Так к этнографии добавляется история, социология, политика, география все то, что в совокупности своей даст культурную среду обитания.

А роль искусства, которое гранью своей тоже входит в триединую формулу Луцкуса, как раз в том и состоит, чтобы показать нам человека, будь он в селе или в городе, показать его как существо историческое, как каплю в общем нескончаемом человеческом потоке.

"Художника, изобразившего на скале двадцать тысяч лет назад кита с китенком в животе, можно смело назвать первым в мире фотографом. Его интересовала не физиология, не игра света и тени, а реальное событие".

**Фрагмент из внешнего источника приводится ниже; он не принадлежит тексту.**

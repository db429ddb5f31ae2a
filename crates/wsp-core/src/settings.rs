//! Settings write path.
//!
//! The station only picks up host changes after [`SETTINGS_CHANGED`] is
//! written to the data-refreshed flag, so every setter ends with that
//! notification.

use tracing::info;

use wsp_types::layout::{offsets, SETTINGS_CHANGED};

use crate::error::{Error, Result};
use crate::retry::with_retry;
use crate::station::Station;
use crate::traits::StationMemory;

/// Longest read period the station accepts, in minutes.
pub const MAX_READ_PERIOD: u8 = 240;

impl<M: StationMemory> Station<M> {
    /// Write one byte, retrying transient failures.
    ///
    /// # Errors
    ///
    /// Returns [`Error::Unsupported`] on read-only transports.
    pub fn write_byte(&mut self, address: u16, value: u8) -> Result<()> {
        let retry = self.retry_config().clone();
        let memory = self.memory_mut();
        with_retry(&retry, "write_byte", || memory.write_byte(address, value))
    }

    /// Tell the station its settings changed.
    pub fn notify_settings_changed(&mut self) -> Result<()> {
        self.write_byte(offsets::DATA_REFRESHED, SETTINGS_CHANGED)
    }

    /// Set the minutes between stored readings (1..=240).
    ///
    /// # Errors
    ///
    /// Returns [`Error::InvalidConfig`] for a period outside 1..=240.
    pub fn set_read_period(&mut self, minutes: u8) -> Result<()> {
        if minutes == 0 || minutes > MAX_READ_PERIOD {
            return Err(Error::invalid_config(format!(
                "read period must be 1..={} minutes, got {}",
                MAX_READ_PERIOD, minutes
            )));
        }
        info!("Setting read period to {} minutes", minutes);
        self.write_byte(offsets::READ_PERIOD, minutes)?;
        self.notify_settings_changed()
    }

    /// Set the hour offset from CET (-12..=12).
    ///
    /// # Errors
    ///
    /// Returns [`Error::InvalidConfig`] for an offset outside -12..=12.
    pub fn set_timezone(&mut self, hours: i8) -> Result<()> {
        if !(-12..=12).contains(&hours) {
            return Err(Error::invalid_config(format!(
                "timezone must be -12..=12 hours, got {}",
                hours
            )));
        }
        info!("Setting timezone to CET{:+}", hours);
        self.write_byte(offsets::TIMEZONE, hours as u8)?;
        self.notify_settings_changed()
    }

    /// Clear the stored history.
    ///
    /// Sets the record count to 0 and the write position to `0x0100`.
    pub fn reset_memory(&mut self) -> Result<()> {
        info!("Resetting history memory");
        let count = offsets::DATA_COUNT;
        let pos = offsets::CURRENT_POS;
        self.write_byte(count, 0)?;
        self.write_byte(count + 1, 0)?;
        self.write_byte(pos, 0x00)?;
        self.write_byte(pos + 1, 0x01)?;
        self.notify_settings_changed()
    }
}

#[cfg(test)]
mod tests {
    use super::*;
    use crate::mock::{MockRecord, MockStation, MockStationBuilder};

    #[test]
    fn test_set_read_period() {
        let mut station = Station::new(MockStation::new());
        station.set_read_period(5).unwrap();
        assert_eq!(station.memory().writes(), &[(16, 5), (26, 0xAA)]);
        assert_eq!(station.read_settings().unwrap().read_period, 5);
    }

    #[test]
    fn test_set_read_period_rejects_zero() {
        let mut station = Station::new(MockStation::new());
        assert!(matches!(
            station.set_read_period(0),
            Err(Error::InvalidConfig(_))
        ));
        assert!(station.memory().writes().is_empty());
    }

    #[test]
    fn test_set_timezone_negative() {
        let mut station = Station::new(MockStation::new());
        station.set_timezone(-2).unwrap();
        assert_eq!(station.memory().writes(), &[(24, 0xFE), (26, 0xAA)]);
        assert_eq!(station.read_settings().unwrap().timezone, -2);
    }

    #[test]
    fn test_reset_memory() {
        let mock = MockStationBuilder::new()
            .records(MockRecord::default(), 20)
            .build();
        let mut station = Station::new(mock);
        station.reset_memory().unwrap();

        assert_eq!(
            station.memory().writes(),
            &[(27, 0), (28, 0), (30, 0x00), (31, 0x01), (26, 0xAA)]
        );
        let settings = station.read_settings().unwrap();
        assert_eq!(settings.data_count, 0);
        assert_eq!(settings.current_pos, 0x0100);
    }

    #[test]
    fn test_write_on_read_only_transport() {
        let mut mock = MockStation::new();
        mock.set_read_only(true);
        let mut station = Station::new(mock);
        assert!(matches!(
            station.set_timezone(1),
            Err(Error::Unsupported(_))
        ));
    }
}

Примечательный афоризм, сохраненный для нас журналом "Студенческий меридиан". Не станем придираться к двадцати тысячелетиям. Ученые измеряют век разумного человека ровно в половину, а самые древние наскальные рисунки не шагнули за пятитысячный год. Мысль Луцкуса от этого не тускнеет: он стоит за изображение, столь же определенное, как чертеж, и столь же бесхитростное, безукрашательское. В другом месте он упоминает о "позвоночнике смысла" – его-де можно выявить даже в работе над чужой фотографией. И снова о том же: "Любительский снимок вечен. Он говорит нам о том, что в век электронной аппаратуры человек по-прежнему чувствует любовь, боль и ненависть. Искусство фотографии дышит не формой, а фактологией, которая жива сознанием миллионов. Задача профессионала – художественно обобщить то, как снимают в народе" [8, стр. 35].